[EXCERPTED RECORDS — start]
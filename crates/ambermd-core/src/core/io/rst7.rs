use nalgebra::Point3;
use std::fs::File;
use std::io::{self, BufRead, BufReader, Read};
use std::path::Path;
use thiserror::Error;

const FIELD_WIDTH: usize = 12;
const NETCDF_MAGIC: &[u8; 3] = b"CDF";

#[derive(Debug, Error)]
pub enum CoordinateError {
    #[error("I/O error: {0}")]
    Io(#[from] io::Error),
    #[error("Parse error on line {line}: {message}")]
    Parse { line: usize, message: String },
    #[error("Binary (NetCDF) restart files cannot be read as ASCII coordinates")]
    Binary,
}

/// An ASCII Amber restart/inpcrd file.
#[derive(Debug, Clone, PartialEq)]
pub struct AmberCoordinates {
    pub title: String,
    pub time: Option<f64>,
    pub positions: Vec<Point3<f64>>,
    pub velocities: Option<Vec<Point3<f64>>>,
    /// Box lengths followed by angles, when the system is periodic.
    pub box_dimensions: Option<[f64; 6]>,
}

impl AmberCoordinates {
    pub fn atom_count(&self) -> usize {
        self.positions.len()
    }

    /// Whether the file at `path` starts with the NetCDF signature.
    pub fn is_netcdf<P: AsRef<Path>>(path: P) -> Result<bool, CoordinateError> {
        let mut magic = [0u8; 3];
        let mut file = File::open(path)?;
        match file.read_exact(&mut magic) {
            Ok(()) => Ok(&magic == NETCDF_MAGIC),
            Err(e) if e.kind() == io::ErrorKind::UnexpectedEof => Ok(false),
            Err(e) => Err(e.into()),
        }
    }

    pub fn read_from_path<P: AsRef<Path>>(path: P) -> Result<Self, CoordinateError> {
        let path = path.as_ref();
        if Self::is_netcdf(path)? {
            return Err(CoordinateError::Binary);
        }
        let file = File::open(path)?;
        Self::read_from(&mut BufReader::new(file))
    }

    pub fn read_from(reader: &mut impl BufRead) -> Result<Self, CoordinateError> {
        let mut lines = reader.lines();

        let title = lines
            .next()
            .transpose()?
            .ok_or_else(|| parse_error(1, "file is empty"))?
            .trim_end()
            .to_string();

        let header = lines
            .next()
            .transpose()?
            .ok_or_else(|| parse_error(2, "missing atom count line"))?;
        let mut header_fields = header.split_whitespace();
        let natom: usize = header_fields
            .next()
            .and_then(|s| s.parse().ok())
            .ok_or_else(|| parse_error(2, "invalid atom count"))?;
        let time = header_fields.next().and_then(|s| s.parse().ok());

        // Positions and velocities plus the box must stay addressable.
        let coordinate_len = natom
            .checked_mul(6)
            .and_then(|n| n.checked_add(6))
            .map(|_| natom * 3)
            .ok_or_else(|| parse_error(2, format!("atom count {} is out of range", natom)))?;

        let mut values: Vec<f64> = Vec::new();
        for (offset, line_res) in lines.enumerate() {
            let line = line_res?;
            let line_num = offset + 3;
            let chars: Vec<char> = line.trim_end().chars().collect();
            for chunk in chars.chunks(FIELD_WIDTH) {
                let field: String = chunk.iter().collect();
                let field = field.trim();
                if field.is_empty() {
                    continue;
                }
                let value = field.parse().map_err(|_| {
                    parse_error(line_num, format!("invalid coordinate value '{}'", field))
                })?;
                values.push(value);
            }
        }

        let (positions, velocities, box_dimensions) = match values.len() {
            n if n == coordinate_len => (&values[..], None, None),
            n if n == coordinate_len + 6 => (
                &values[..coordinate_len],
                None,
                Some(&values[coordinate_len..]),
            ),
            n if n == coordinate_len * 2 => (
                &values[..coordinate_len],
                Some(&values[coordinate_len..]),
                None,
            ),
            n if n == coordinate_len * 2 + 6 => (
                &values[..coordinate_len],
                Some(&values[coordinate_len..coordinate_len * 2]),
                Some(&values[coordinate_len * 2..]),
            ),
            n => {
                return Err(parse_error(
                    3,
                    format!(
                        "expected coordinates for {} atoms but found {} values",
                        natom, n
                    ),
                ));
            }
        };

        let box_dimensions = box_dimensions.map(|b| [b[0], b[1], b[2], b[3], b[4], b[5]]);

        Ok(Self {
            title,
            time,
            positions: to_points(positions),
            velocities: velocities.map(to_points),
            box_dimensions,
        })
    }
}

fn to_points(values: &[f64]) -> Vec<Point3<f64>> {
    values
        .chunks_exact(3)
        .map(|c| Point3::new(c[0], c[1], c[2]))
        .collect()
}

fn parse_error(line: usize, message: impl Into<String>) -> CoordinateError {
    CoordinateError::Parse {
        line,
        message: message.into(),
    }
}

/// Renders an ASCII restart file, for tests that need coordinates on disk.
#[cfg(test)]
pub(crate) fn render_rst7(natom: usize, with_box: bool) -> String {
    let mut out = format!("test\n{:>6}\n", natom);
    let mut values: Vec<f64> = (0..natom * 3).map(|i| i as f64 * 0.5).collect();
    if with_box {
        values.extend([30.0, 30.0, 30.0, 90.0, 90.0, 90.0]);
    }
    for chunk in values.chunks(6) {
        for value in chunk {
            out.push_str(&format!("{:>12.7}", value));
        }
        out.push('\n');
    }
    out
}
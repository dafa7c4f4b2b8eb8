//! Static residue and atom-name knowledge.
//!
//! The [`vocabulary`] module holds the recognized residue names of the stock
//! force fields, which decides what counts as protein, solvent or ligand.

pub mod vocabulary;
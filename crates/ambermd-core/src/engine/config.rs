use thiserror::Error;

#[derive(Debug, Error, PartialEq, Eq, Clone)]
pub enum ConfigError {
    #[error("Missing required parameter: {0}")]
    MissingParameter(&'static str),
    #[error("Invalid value for parameter '{parameter}': {reason}")]
    InvalidValue {
        parameter: &'static str,
        reason: String,
    },
}

pub const DEFAULT_CUTOFF: f64 = 8.0;
pub const DEFAULT_BOX_MARGIN: f64 = 10.0;
pub const DEFAULT_WATER_BOX: &str = "TIP3PBOX";

/// Production MD steps per nanosecond at a 2 fs time step.
pub const STEPS_PER_NS: u64 = 500_000;

/// `nstlim` is a default-kind Fortran integer in the MD engines.
pub const MAX_ENGINE_STEPS: u64 = i32::MAX as u64;

pub const DEFAULT_FORCE_FIELDS: [&str; 5] = [
    "leaprc.protein.ff14SB",
    "leaprc.DNA.OL15",
    "leaprc.RNA.OL3",
    "leaprc.water.tip3p",
    "leaprc.gaff2",
];

#[derive(Debug, Clone, PartialEq)]
pub struct SimulationConfig {
    /// Target temperature in Kelvin.
    pub temperature: f64,
    /// Production length in nanoseconds.
    pub production_ns: u64,
    /// Non-bonded cutoff in Angstroms.
    pub cutoff: f64,
    /// Selection fragment OR-ed into every restraint mask.
    pub extra_mask: Option<String>,
}

#[derive(Default)]
pub struct SimulationConfigBuilder {
    temperature: Option<f64>,
    production_ns: Option<u64>,
    cutoff: Option<f64>,
    extra_mask: Option<String>,
}

impl SimulationConfigBuilder {
    pub fn new() -> Self {
        Self::default()
    }

    pub fn temperature(mut self, kelvin: f64) -> Self {
        self.temperature = Some(kelvin);
        self
    }
    pub fn production_ns(mut self, ns: u64) -> Self {
        self.production_ns = Some(ns);
        self
    }
    pub fn cutoff(mut self, angstroms: f64) -> Self {
        self.cutoff = Some(angstroms);
        self
    }
    pub fn extra_mask(mut self, mask: Option<String>) -> Self {
        self.extra_mask = mask;
        self
    }

    pub fn build(self) -> Result<SimulationConfig, ConfigError> {
        let temperature = self
            .temperature
            .ok_or(ConfigError::MissingParameter("temperature"))?;
        if !(temperature.is_finite() && temperature > 0.0) {
            return Err(ConfigError::InvalidValue {
                parameter: "temperature",
                reason: format!("must be a positive number of Kelvin, got {}", temperature),
            });
        }
        let production_ns = self
            .production_ns
            .ok_or(ConfigError::MissingParameter("production_ns"))?;
        if production_ns == 0 {
            return Err(ConfigError::InvalidValue {
                parameter: "production_ns",
                reason: "production length must be at least 1 ns".to_string(),
            });
        }
        if production_ns
            .checked_mul(STEPS_PER_NS)
            .is_none_or(|steps| steps > MAX_ENGINE_STEPS)
        {
            return Err(ConfigError::InvalidValue {
                parameter: "production_ns",
                reason: format!(
                    "{} ns exceeds the engine limit of {} steps",
                    production_ns, MAX_ENGINE_STEPS
                ),
            });
        }
        let cutoff = self.cutoff.unwrap_or(DEFAULT_CUTOFF);
        if !(cutoff.is_finite() && cutoff > 0.0) {
            return Err(ConfigError::InvalidValue {
                parameter: "cutoff",
                reason: format!("must be positive, got {}", cutoff),
            });
        }
        Ok(SimulationConfig {
            temperature,
            production_ns,
            cutoff,
            extra_mask: self.extra_mask.filter(|mask| !mask.trim().is_empty()),
        })
    }
}

#[derive(Debug, Clone, PartialEq)]
pub struct PreparationConfig {
    /// `leaprc` files sourced by the system builder, in order.
    pub force_fields: Vec<String>,
    pub water_box: String,
    /// Minimum solute-to-box-edge distance in Angstroms.
    pub box_margin: f64,
    /// Net charge of the ligand.
    pub ligand_charge: i32,
    /// Spin multiplicity of the ligand.
    pub ligand_multiplicity: u32,
}

#[derive(Default)]
pub struct PreparationConfigBuilder {
    force_fields: Option<Vec<String>>,
    water_box: Option<String>,
    box_margin: Option<f64>,
    ligand_charge: Option<i32>,
    ligand_multiplicity: Option<u32>,
}

impl PreparationConfigBuilder {
    pub fn new() -> Self {
        Self::default()
    }

    pub fn force_fields(mut self, force_fields: Vec<String>) -> Self {
        self.force_fields = Some(force_fields);
        self
    }
    pub fn water_box(mut self, water_box: impl Into<String>) -> Self {
        self.water_box = Some(water_box.into());
        self
    }
    pub fn box_margin(mut self, angstroms: f64) -> Self {
        self.box_margin = Some(angstroms);
        self
    }
    pub fn ligand_charge(mut self, charge: i32) -> Self {
        self.ligand_charge = Some(charge);
        self
    }
    pub fn ligand_multiplicity(mut self, multiplicity: u32) -> Self {
        self.ligand_multiplicity = Some(multiplicity);
        self
    }

    pub fn build(self) -> Result<PreparationConfig, ConfigError> {
        let force_fields = self.force_fields.unwrap_or_else(|| {
            DEFAULT_FORCE_FIELDS
                .iter()
                .map(|ff| ff.to_string())
                .collect()
        });
        if force_fields.is_empty() {
            return Err(ConfigError::InvalidValue {
                parameter: "force_fields",
                reason: "at least one force field must be sourced".to_string(),
            });
        }
        let box_margin = self.box_margin.unwrap_or(DEFAULT_BOX_MARGIN);
        if !(box_margin.is_finite() && box_margin > 0.0) {
            return Err(ConfigError::InvalidValue {
                parameter: "box_margin",
                reason: format!("must be positive, got {}", box_margin),
            });
        }
        let ligand_multiplicity = self
            .ligand_multiplicity
            .ok_or(ConfigError::MissingParameter("ligand_multiplicity"))?;
        if ligand_multiplicity == 0 {
            return Err(ConfigError::InvalidValue {
                parameter: "ligand_multiplicity",
                reason: "multiplicity starts at 1".to_string(),
            });
        }
        Ok(PreparationConfig {
            force_fields,
            water_box: self
                .water_box
                .unwrap_or_else(|| DEFAULT_WATER_BOX.to_string()),
            box_margin,
            ligand_charge: self
                .ligand_charge
                .ok_or(ConfigError::MissingParameter("ligand_charge"))?,
            ligand_multiplicity,
        })
    }
}

#[derive(Debug, Clone, PartialEq, Eq)]
pub struct FreeEnergyConfig {
    /// MPI process count for the decomposition job.
    pub processes: usize,
}

#[derive(Default)]
pub struct FreeEnergyConfigBuilder {
    processes: Option<usize>,
}

impl FreeEnergyConfigBuilder {
    pub fn new() -> Self {
        Self::default()
    }

    pub fn processes(mut self, processes: Option<usize>) -> Self {
        self.processes = processes;
        self
    }

    /// Defaults to half the available cores, never below one.
    pub fn build(self) -> Result<FreeEnergyConfig, ConfigError> {
        let processes = match self.processes {
            Some(0) => {
                return Err(ConfigError::InvalidValue {
                    parameter: "processes",
                    reason: "at least one process is required".to_string(),
                });
            }
            Some(n) => n,
            None => default_process_count(),
        };
        Ok(FreeEnergyConfig { processes })
    }
}

pub fn default_process_count() -> usize {
    let cores = std::thread::available_parallelism()
        .map(|n| n.get())
        .unwrap_or(1);
    (cores / 2).max(1)
}

#[cfg(test)]
mod tests {
    use super::*;

    #[test]
    fn simulation_builder_requires_temperature_and_length() {
        assert_eq!(
            SimulationConfigBuilder::new().production_ns(10).build(),
            Err(ConfigError::MissingParameter("temperature"))
        );
        assert_eq!(
            SimulationConfigBuilder::new().temperature(300.0).build(),
            Err(ConfigError::MissingParameter("production_ns"))
        );
    }

    #[test]
    fn simulation_builder_applies_defaults_and_drops_blank_mask() {
        let config = SimulationConfigBuilder::new()
            .temperature(303.15)
            .production_ns(100)
            .extra_mask(Some("  ".to_string()))
            .build()
            .unwrap();
        assert_eq!(config.cutoff, DEFAULT_CUTOFF);
        assert_eq!(config.extra_mask, None);
    }

    #[test]
    fn simulation_builder_rejects_nonsense_values() {
        let err = SimulationConfigBuilder::new()
            .temperature(-1.0)
            .production_ns(1)
            .build()
            .unwrap_err();
        assert!(matches!(
            err,
            ConfigError::InvalidValue {
                parameter: "temperature",
                ..
            }
        ));
        let err = SimulationConfigBuilder::new()
            .temperature(300.0)
            .production_ns(0)
            .build()
            .unwrap_err();
        assert!(matches!(
            err,
            ConfigError::InvalidValue {
                parameter: "production_ns",
                ..
            }
        ));
    }

    #[test]
    fn production_length_is_bounded_by_the_engine_step_counter() {
        let build = |ns| {
            SimulationConfigBuilder::new()
                .temperature(300.0)
                .production_ns(ns)
                .build()
        };
        assert_eq!(build(4294).unwrap().production_ns, 4294);
        for ns in [4295, u64::MAX / 100_000, u64::MAX] {
            assert!(matches!(
                build(ns),
                Err(ConfigError::InvalidValue {
                    parameter: "production_ns",
                    ..
                })
            ));
        }
    }

    #[test]
    fn preparation_builder_uses_stock_force_fields() {
        let config = PreparationConfigBuilder::new()
            .ligand_charge(-1)
            .ligand_multiplicity(1)
            .build()
            .unwrap();
        assert_eq!(config.force_fields.len(), 5);
        assert_eq!(config.force_fields[0], "leaprc.protein.ff14SB");
        assert_eq!(config.water_box, "TIP3PBOX");
        assert_eq!(config.box_margin, 10.0);
        assert_eq!(config.ligand_charge, -1);
    }

    #[test]
    fn preparation_builder_rejects_zero_multiplicity() {
        let err = PreparationConfigBuilder::new()
            .ligand_charge(0)
            .ligand_multiplicity(0)
            .build()
            .unwrap_err();
        assert!(matches!(
            err,
            ConfigError::InvalidValue {
                parameter: "ligand_multiplicity",
                ..
            }
        ));
    }

    #[test]
    fn free_energy_process_count_is_never_zero() {
        assert!(FreeEnergyConfigBuilder::new().build().unwrap().processes >= 1);
        assert_eq!(
            FreeEnergyConfigBuilder::new()
                .processes(Some(6))
                .build()
                .unwrap()
                .processes,
            6
        );
        assert!(
            FreeEnergyConfigBuilder::new()
                .processes(Some(0))
                .build()
                .is_err()
        );
    }
}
[EXCERPTED RECORDS — finish]
**WORK ORDER**
Some lines contain the word "restart". Pull each one out of the listing.

**TASK OUTPUT**
    #[error("Binary (NetCDF) restart files cannot be read as ASCII coordinates")]
/// An ASCII Amber restart/inpcrd file.
/// Renders an ASCII restart file, for tests that need coordinates on disk.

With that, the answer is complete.